Ich schaue rasch über die Schulter und bekomme eben noch mit, wie Einar Ingwersen verträumt in den Rückspiegel grinst. Als ich mich wieder umdrehe, kann ich gerade noch die kirschroten Flecken auf Albertas Wangen verblassen sehen.

»Lass dir von Otto nur keinen Unsinn erzählen«, empfiehlt sie mir und macht ein betont geschäftsmäßiges Gesicht. »Dass Einar und ich uns duzen, hat überhaupt nichts zu bedeuten– das machen in Island alle so.«

Otto nestelt sich aus seiner Outdoor-Jacke, beugt sich vor und tippt Einar auf die Schulter. »Bringen Sie uns zur Hekla, Agent Ingwersen«, kommandiert er, »und zwar full speed! Verstanden?«

Auch ohne mich umzudrehen, weiß ich, dass Einar erneut in den Rückspiegel grinst. Ich höre es an dem Lachen in seiner Stimme.

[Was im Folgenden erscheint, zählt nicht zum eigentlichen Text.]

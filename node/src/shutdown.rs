//! Shutdown signalling for the node's background tasks.

use tokio::signal;
use tokio::sync::broadcast;

/// Broadcasts a single shutdown notice to every subscriber.
///
/// Tasks `select!` on their receiver next to their main loop.
pub struct ShutdownController {
    tx: broadcast::Sender<()>,
}

impl ShutdownController {
    pub fn new() -> Self {
        let (tx, _) = broadcast::channel(1);
        Self { tx }
    }

    pub fn subscribe(&self) -> broadcast::Receiver<()> {
        self.tx.subscribe()
    }

    pub fn shutdown(&self) {
        let _ = self.tx.send(());
    }

    /// Wait for SIGINT (or SIGTERM on unix), then notify subscribers.
    pub async fn wait_for_signal(&self) {
        let ctrl_c = signal::ctrl_c();

        #[cfg(unix)]
        let terminate = async {
            match signal::unix::signal(signal::unix::SignalKind::terminate()) {
                Ok(mut sigterm) => {
                    sigterm.recv().await;
                }
                Err(e) => {
                    tracing::warn!(
                        error = %e,
                        "cannot listen for SIGTERM; only SIGINT stops the node"
                    );
                    std::future::pending::<()>().await;
                }
            }
        };

        #[cfg(not(unix))]
        let terminate = std::future::pending::<()>();

        tokio::select! {
            _ = ctrl_c => tracing::info!("received SIGINT, shutting down"),
            _ = terminate => tracing::info!("received SIGTERM, shutting down"),
        }

        self.shutdown();
    }
}

impl Default for ShutdownController {
    fn default() -> Self {
        Self::new()
    }
}

#[cfg(test)]
mod tests {
    use super::*;

    #[tokio::test]
    async fn every_subscriber_hears_shutdown() {
        let controller = ShutdownController::new();
        let mut first = controller.subscribe();
        let mut second = controller.subscribe();
        controller.shutdown();
        assert!(first.recv().await.is_ok());
        assert!(second.recv().await.is_ok());
    }

    #[test]
    fn shutdown_without_subscribers_is_harmless() {
        ShutdownController::default().shutdown();
    }
}
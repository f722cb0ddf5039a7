//! Election orchestration for a recurring public election.
//!
//! Cycle: Created → NominationOpen → NominationClosed → VotingOpen → VotingConcluded → Cleanup → Clean.
//! Cancellation is possible until the ballot exists (Created, NominationOpen).
//!
//! Every entry point is a function of an [`ElectionContext`] that returns a
//! [`Transition`]: the writes to commit and whether the step function should
//! run afterwards. [`ElectionService`] is the driver that commits and then
//! advances, so the election moves forward on any traffic as well as on an
//! explicit [`ElectionService::request_advance`].
//!
//! Work per invocation is bounded: stake sync and cleanup migration run in
//! batches sized by [`oig_types::ElectionParams`].

pub mod cleanup;
pub mod context;
pub mod error;
pub mod invariants;
pub mod lifecycle;
pub mod machine;
pub mod nomination;
pub mod profile;
pub mod service;
pub mod status;
pub mod voters;

#[cfg(test)]
mod testkit;

pub use cleanup::CleanupPass;
pub use context::{Advance, ElectionContext, Transition};
pub use error::{ElectionError, PhaseConflict};
pub use lifecycle::ElectionDraft;
pub use machine::StepOutcome;
pub use profile::{ProfileAction, ProfileSubmission};
pub use service::{AdvanceReport, ElectionService, ExternalServices};
pub use status::ElectionStatus;
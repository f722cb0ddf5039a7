//! Typed interfaces to the services the election orchestrator depends on.
//!
//! - [`BallotService`]: creates and runs ballots, tracks voter stake.
//! - [`TransferService`]: moves tokens (the ballot fee).
//! - [`AccountDirectory`]: answers whether an account exists on the host ledger.
//!
//! Calls are fire-and-forget: success means the service accepted the action.
//! Implementations live in `oig-client-http` (production) and
//! `oig-nullables` (tests).

pub mod accounts;
pub mod ballot;
pub mod error;
pub mod transfer;

pub use accounts::AccountDirectory;
pub use ballot::{BallotDetails, BallotService, NewBallot, VoterRegistration};
pub use error::ClientError;
pub use transfer::{Transfer, TransferService};
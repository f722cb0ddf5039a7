//! The election record: the single persisted state that drives everything.

use std::collections::HashSet;

use oig_types::{AccountName, BallotId, ElectionState, Timestamp};
use serde::{Deserialize, Serialize};

use crate::StoreError;

/// The four deadlines of an election cycle: two ordered, disjoint windows.
#[derive(Clone, Copy, Debug, Default, PartialEq, Eq, Serialize, Deserialize)]
pub struct Schedule {
    /// Nominations open.
    pub nomination_open: Timestamp,
    /// Nominations close; the ballot is created once this passes.
    pub nomination_close: Timestamp,
    /// Voting can be opened.
    pub voting_open: Timestamp,
    /// Voting closes; stake sync starts once this passes.
    pub voting_close: Timestamp,
}

impl Schedule {
    /// `nomination_open < nomination_close < voting_open < voting_close`.
    pub fn is_ordered(&self) -> bool {
        self.nomination_open < self.nomination_close
            && self.nomination_close < self.voting_open
            && self.voting_open < self.voting_close
    }

    /// The deadline the given state is waiting on, if any.
    pub fn deadline_for(&self, state: ElectionState) -> Option<Timestamp> {
        match state {
            ElectionState::Created => Some(self.nomination_open),
            ElectionState::NominationOpen => Some(self.nomination_close),
            ElectionState::NominationClosed => Some(self.voting_open),
            ElectionState::VotingOpen => Some(self.voting_close),
            _ => None,
        }
    }
}

/// The persisted election state.
#[derive(Clone, Debug, Default, PartialEq, Eq, Serialize, Deserialize)]
pub struct ElectionRecord {
    /// Identifier of the current (or most recent) ballot.
    pub ballot_id: BallotId,
    pub state: ElectionState,
    pub title: String,
    pub description: String,
    /// Link to further details (IPFS or URL).
    pub content: String,
    /// Mirrors the number of nomination records.
    pub nomination_count: u32,
    /// Registered voters still to be synchronized with the stake ledger.
    pub pending_voters: Vec<AccountName>,
    /// Registered voters already synchronized this cycle.
    pub synced_voters: Vec<AccountName>,
    pub schedule: Schedule,
}

impl ElectionRecord {
    /// Whether the two voter lists share no entry.
    pub fn voters_disjoint(&self) -> bool {
        let pending: HashSet<&AccountName> = self.pending_voters.iter().collect();
        self.synced_voters.iter().all(|v| !pending.contains(v))
    }

    /// Total number of tracked voters.
    pub fn voter_count(&self) -> usize {
        self.pending_voters.len() + self.synced_voters.len()
    }

    /// The deadline the current state is waiting on, if any.
    pub fn next_deadline(&self) -> Option<Timestamp> {
        self.schedule.deadline_for(self.state)
    }
}

/// Trait for reading the election record.
pub trait ElectionStore {
    /// Load the record, or `None` if the operator was never initialized.
    fn get_election(&self) -> Result<Option<ElectionRecord>, StoreError>;
}
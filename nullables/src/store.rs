//! Nullable store: thread-safe in-memory storage for testing.

use std::collections::{BTreeMap, HashMap};
use std::sync::{Mutex, MutexGuard};

use oig_store::{
    ElectionRecord, ElectionStore, NominationRecord, NominationStore, NomineeProfile,
    ProfileStore, StoreError, VoterFlagStore, VoterRegistrationFlag, WriteBatch, WriteOp,
    WriteStore,
};
use oig_types::AccountName;

#[derive(Clone, Default)]
struct Tables {
    election: Option<ElectionRecord>,
    nominations: BTreeMap<AccountName, NominationRecord>,
    profiles: BTreeMap<AccountName, NomineeProfile>,
    voter_flags: HashMap<AccountName, VoterRegistrationFlag>,
}

impl Tables {
    fn apply(&mut self, op: WriteOp) {
        match op {
            WriteOp::PutElection(record) => self.election = Some(record),
            WriteOp::PutNomination(n) => {
                self.nominations.insert(n.nominee.clone(), n);
            }
            WriteOp::DeleteNomination(nominee) => {
                self.nominations.remove(&nominee);
            }
            WriteOp::ClearNominations => self.nominations.clear(),
            WriteOp::PutProfile(p) => {
                self.profiles.insert(p.owner.clone(), p);
            }
            WriteOp::DeleteProfile(owner) => {
                self.profiles.remove(&owner);
            }
            WriteOp::ClearProfiles => self.profiles.clear(),
            WriteOp::PutVoterFlag(flag) => {
                self.voter_flags.insert(flag.voter.clone(), flag);
            }
        }
    }
}

/// An in-memory election store for testing.
/// Thread-safe for use with tokio's multi-threaded runtime.
///
/// Each commit is applied to a copy of the tables and swapped in whole, so a
/// failed commit leaves nothing behind.
#[derive(Default)]
pub struct NullStore {
    tables: Mutex<Tables>,
    fail_next_commit: Mutex<bool>,
    commits: Mutex<usize>,
}

impl NullStore {
    pub fn new() -> Self {
        Self::default()
    }

    /// Make the next `commit` fail with a backend error.
    pub fn fail_next_commit(&self) {
        *lock(&self.fail_next_commit) = true;
    }

    /// Number of successful commits so far.
    pub fn commit_count(&self) -> usize {
        *lock(&self.commits)
    }

    /// Overwrite the election record directly, bypassing the engine.
    pub fn seed_election(&self, record: ElectionRecord) {
        lock(&self.tables).election = Some(record);
    }

    /// Insert a nomination directly, bypassing the engine.
    pub fn seed_nomination(&self, nomination: NominationRecord) {
        lock(&self.tables)
            .nominations
            .insert(nomination.nominee.clone(), nomination);
    }
}

fn lock<T>(mutex: &Mutex<T>) -> MutexGuard<'_, T> {
    mutex.lock().unwrap_or_else(|poisoned| poisoned.into_inner())
}

impl ElectionStore for NullStore {
    fn get_election(&self) -> Result<Option<ElectionRecord>, StoreError> {
        Ok(lock(&self.tables).election.clone())
    }
}

impl NominationStore for NullStore {
    fn get_nomination(
        &self,
        nominee: &AccountName,
    ) -> Result<Option<NominationRecord>, StoreError> {
        Ok(lock(&self.tables).nominations.get(nominee).cloned())
    }

    fn iter_nominations(&self) -> Result<Vec<NominationRecord>, StoreError> {
        Ok(lock(&self.tables).nominations.values().cloned().collect())
    }
}

impl ProfileStore for NullStore {
    fn get_profile(&self, owner: &AccountName) -> Result<Option<NomineeProfile>, StoreError> {
        Ok(lock(&self.tables).profiles.get(owner).cloned())
    }

    fn iter_profiles(&self) -> Result<Vec<NomineeProfile>, StoreError> {
        Ok(lock(&self.tables).profiles.values().cloned().collect())
    }
}

impl VoterFlagStore for NullStore {
    fn get_voter_flag(
        &self,
        voter: &AccountName,
    ) -> Result<Option<VoterRegistrationFlag>, StoreError> {
        Ok(lock(&self.tables).voter_flags.get(voter).cloned())
    }
}

impl WriteStore for NullStore {
    fn commit(&self, batch: WriteBatch) -> Result<(), StoreError> {
        {
            let mut fail = lock(&self.fail_next_commit);
            if *fail {
                *fail = false;
                return Err(StoreError::Backend("injected commit failure".to_string()));
            }
        }
        let mut tables = lock(&self.tables);
        let mut staged = tables.clone();
        for op in batch {
            staged.apply(op);
        }
        *tables = staged;
        *lock(&self.commits) += 1;
        Ok(())
    }
}

#[cfg(test)]
mod tests {
    use super::*;
    use oig_types::ElectionState;

    fn name(raw: &str) -> AccountName {
        AccountName::parse(raw).unwrap()
    }

    fn nomination(raw: &str, accepted: bool) -> NominationRecord {
        NominationRecord {
            nominee: name(raw),
            accepted,
        }
    }

    #[test]
    fn commit_applies_ops_in_order() {
        let store = NullStore::new();
        let mut batch = WriteBatch::new();
        batch.put_nomination(nomination("alice", false));
        batch.put_nomination(nomination("bob", true));
        batch.clear_nominations();
        batch.put_nomination(nomination("carol", true));
        store.commit(batch).unwrap();

        let all = store.iter_nominations().unwrap();
        assert_eq!(all, vec![nomination("carol", true)]);
        assert_eq!(store.commit_count(), 1);
    }

    #[test]
    fn nominations_iterate_in_name_order() {
        let store = NullStore::new();
        let mut batch = WriteBatch::new();
        for raw in ["zed", "amy", "max"] {
            batch.put_nomination(nomination(raw, true));
        }
        store.commit(batch).unwrap();
        assert_eq!(
            store.accepted_nominees().unwrap(),
            vec![name("amy"), name("max"), name("zed")]
        );
    }

    #[test]
    fn failed_commit_leaves_no_trace() {
        let store = NullStore::new();
        store.fail_next_commit();

        let mut batch = WriteBatch::new();
        batch.put_election(ElectionRecord {
            state: ElectionState::Clean,
            ..Default::default()
        });
        assert!(store.commit(batch.clone()).is_err());
        assert!(store.get_election().unwrap().is_none());

        store.commit(batch).unwrap();
        assert_eq!(
            store.get_election().unwrap().unwrap().state,
            ElectionState::Clean
        );
    }
}
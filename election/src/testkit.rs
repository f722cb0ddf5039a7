//! Shared fixtures for unit tests.

use std::cell::Cell;

use oig_nullables::{NullLedger, NullStore};
use oig_store::{ElectionRecord, ElectionStore, WriteStore};
use oig_types::{AccountName, ElectionParams, ElectionState, Timestamp};

use crate::context::{ElectionContext, Transition};
use crate::error::ElectionError;

pub(crate) fn name(raw: &str) -> AccountName {
    AccountName::parse(raw).unwrap()
}

pub(crate) struct Harness {
    pub operator: AccountName,
    pub params: ElectionParams,
    pub store: NullStore,
    pub ledger: NullLedger,
    now: Cell<Timestamp>,
}

impl Harness {
    pub fn new() -> Self {
        let accounts = ["oig", "alice", "bob", "carol", "dave", "erin"].map(name);
        Self {
            operator: name("oig"),
            params: ElectionParams::default(),
            store: NullStore::new(),
            ledger: NullLedger::with_accounts(accounts),
            now: Cell::new(Timestamp::new(1000)),
        }
    }

    /// A harness whose record is already `Clean`.
    pub fn initialized() -> Self {
        let h = Self::new();
        h.seed_state(ElectionState::Clean);
        h
    }

    pub fn ctx(&self) -> ElectionContext<'_> {
        ElectionContext {
            operator: &self.operator,
            params: &self.params,
            store: &self.store,
            ballots: &self.ledger,
            transfers: &self.ledger,
            accounts: &self.ledger,
            now: self.now.get(),
        }
    }

    pub fn set_now(&self, secs: u64) {
        self.now.set(Timestamp::new(secs));
    }

    /// Evaluate an operation and commit its writes. Does not advance.
    pub fn run<F>(&self, op: F) -> Result<Transition, ElectionError>
    where
        F: FnOnce(&ElectionContext) -> Result<Transition, ElectionError>,
    {
        let transition = op(&self.ctx())?;
        self.store.commit(transition.writes.clone())?;
        Ok(transition)
    }

    pub fn record(&self) -> ElectionRecord {
        self.store.get_election().unwrap().unwrap()
    }

    pub fn seed_state(&self, state: ElectionState) {
        let mut record = self.store.get_election().unwrap().unwrap_or_default();
        record.state = state;
        self.store.seed_election(record);
    }

    pub fn seed(&self, record: ElectionRecord) {
        self.store.seed_election(record);
    }
}
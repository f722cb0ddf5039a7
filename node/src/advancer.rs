//! Periodic advancing of the election.
//!
//! Nothing on the ledger side moves the election between phases, so the node
//! asks the engine to evaluate its step function on a fixed interval. The
//! engine is synchronous; each attempt runs on tokio's blocking pool.

use std::sync::Arc;
use std::time::Duration;

use oig_election::{AdvanceReport, ElectionService};
use tokio::sync::broadcast;
use tokio::time::MissedTickBehavior;

use crate::NodeError;

pub struct Advancer {
    service: Arc<ElectionService>,
    interval: Duration,
}

impl Advancer {
    pub fn new(service: Arc<ElectionService>, interval: Duration) -> Self {
        Self { service, interval }
    }

    /// One advance attempt.
    pub async fn tick(&self) -> Result<AdvanceReport, NodeError> {
        let service = Arc::clone(&self.service);
        let report = tokio::task::spawn_blocking(move || service.request_advance())
            .await
            .map_err(|e| NodeError::Other(format!("advance task failed: {e}")))??;
        Ok(report)
    }

    /// Advance until a shutdown notice arrives. Returns the number of attempts made.
    ///
    /// A failed attempt is logged and retried on the next tick; the engine
    /// leaves the record untouched when an attempt fails.
    pub async fn run(self, mut shutdown: broadcast::Receiver<()>) -> u64 {
        let mut interval = tokio::time::interval(self.interval);
        interval.set_missed_tick_behavior(MissedTickBehavior::Delay);
        let mut attempts = 0u64;

        tracing::info!(interval_secs = self.interval.as_secs_f64(), "advancer started");
        loop {
            tokio::select! {
                _ = shutdown.recv() => {
                    tracing::info!(attempts, "advancer stopping");
                    break;
                }
                _ = interval.tick() => {
                    attempts += 1;
                    match self.tick().await {
                        Ok(report) if report.transitioned() => {
                            tracing::info!(
                                from = %report.from,
                                to = %report.to,
                                "election advanced on schedule"
                            );
                        }
                        Ok(report) => {
                            tracing::trace!(
                                state = %report.to,
                                changed = report.changed,
                                "nothing due"
                            );
                        }
                        Err(e) => {
                            tracing::warn!(error = %e, "advance attempt failed; retrying next tick");
                        }
                    }
                }
            }
        }
        attempts
    }
}

#[cfg(test)]
mod tests {
    use super::*;

    use oig_election::{ElectionDraft, ExternalServices};
    use oig_nullables::{NullClock, NullLedger, NullStore};
    use oig_store::Schedule;
    use oig_types::{AccountName, ElectionParams, ElectionState, Timestamp};

    use crate::ShutdownController;

    fn name(raw: &str) -> AccountName {
        AccountName::parse(raw).unwrap()
    }

    fn scheduled_service(clock: Arc<NullClock>, store: Arc<NullStore>) -> Arc<ElectionService> {
        let oig = name("oig");
        let ledger = Arc::new(NullLedger::with_accounts([oig.clone()]));
        let service = ElectionService::new(
            oig.clone(),
            ElectionParams::default(),
            store,
            ExternalServices::shared(ledger),
            clock,
        );
        service.initialize(&oig).unwrap();
        service
            .create(
                &oig,
                ElectionDraft {
                    title: "Council".to_string(),
                    description: "Council seats".to_string(),
                    content: "ipfs://council".to_string(),
                    schedule: Schedule {
                        nomination_open: Timestamp::new(2_000),
                        nomination_close: Timestamp::new(3_000),
                        voting_open: Timestamp::new(4_000),
                        voting_close: Timestamp::new(5_000),
                    },
                },
            )
            .unwrap();
        Arc::new(service)
    }

    #[tokio::test]
    async fn tick_opens_nominations_once_due() {
        let clock = Arc::new(NullClock::new(1_000));
        let service = scheduled_service(clock.clone(), Arc::new(NullStore::new()));
        let advancer = Advancer::new(service.clone(), Duration::from_millis(10));

        let idle = advancer.tick().await.unwrap();
        assert!(!idle.transitioned());
        assert_eq!(idle.to, ElectionState::Created);

        clock.set(2_000);
        let report = advancer.tick().await.unwrap();
        assert_eq!(report.from, ElectionState::Created);
        assert_eq!(report.to, ElectionState::NominationOpen);
    }

    #[tokio::test]
    async fn run_advances_until_shutdown() {
        let clock = Arc::new(NullClock::new(2_000));
        let service = scheduled_service(clock, Arc::new(NullStore::new()));
        let shutdown = ShutdownController::new();
        let handle = tokio::spawn(
            Advancer::new(service.clone(), Duration::from_millis(10)).run(shutdown.subscribe()),
        );

        let opened = tokio::time::timeout(Duration::from_secs(5), async {
            loop {
                if service.status().unwrap().state == ElectionState::NominationOpen {
                    break;
                }
                tokio::time::sleep(Duration::from_millis(5)).await;
            }
        })
        .await;
        assert!(opened.is_ok(), "advancer never opened nominations");

        shutdown.shutdown();
        let attempts = tokio::time::timeout(Duration::from_secs(5), handle)
            .await
            .expect("advancer stops after shutdown")
            .unwrap();
        assert!(attempts >= 1);
    }

    #[tokio::test]
    async fn failed_attempt_is_retried_on_the_next_tick() {
        let clock = Arc::new(NullClock::new(2_000));
        let store = Arc::new(NullStore::new());
        let service = scheduled_service(clock, store.clone());
        store.fail_next_commit();

        let advancer = Advancer::new(service.clone(), Duration::from_millis(5));
        assert!(advancer.tick().await.is_err());
        assert_eq!(service.status().unwrap().state, ElectionState::Created);

        let report = advancer.tick().await.unwrap();
        assert_eq!(report.to, ElectionState::NominationOpen);
    }
}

»Dein Wunsch ist mir Befehl, Agent Otto«, antwortet er und tritt aufs Gas.

Wir jagen über das Rollfeld zu einem Tor im Sicherheitszaun. Einar lässt die Scheibe herunter und ruft dem Wachtposten irgendetwas auf Isländisch zu. Jedenfalls nehme ich an, dass es Isländisch ist– es hört sich an wie Gepolter und verstehen kann ich kein Wort.

Der Uniformierte winkt ihm zu und schlendert in sein Wachhäuschen. Es dauert mindestens zwei Minuten, bis das Tor vor uns in Zeitlupe aufschwingt. Anscheinend geht es hier in Island ziemlich geruhsam zu.

Einar winkt lachend zurück, lässt die Scheibe wieder hochfahren und gibt aufs Neue Gas. Wir lassen den Airport hinter uns und fahren durch eine Landschaft, die aussieht wie auf dem Mond. Kahle, öde Flächen, wohin ich auch schaue, glitzernd schwarz und mit Geröllbrocken übersät.

»Das ist ja irre hier!«, sage ich. »Und dieses Licht– wie in einem Fantasy-Film!«

Der Himmel schimmert in unzähligen Blau- und Lilatönen. Wolken in allen erdenklichen Formen jagen über uns hinweg– Schiffswracks, zähnefletschende Trolle, Riesenköpfe mit aufgeblähten Wangen. Manche Wolken sind orange, andere schillern in sämtlichen Spektralfarben. Sogar über den eigentlich ganz unscheinbaren Häusern, die ab und zu am Straßenrand auftauchen, liegt ein irgendwie märchenhafter Schimmer.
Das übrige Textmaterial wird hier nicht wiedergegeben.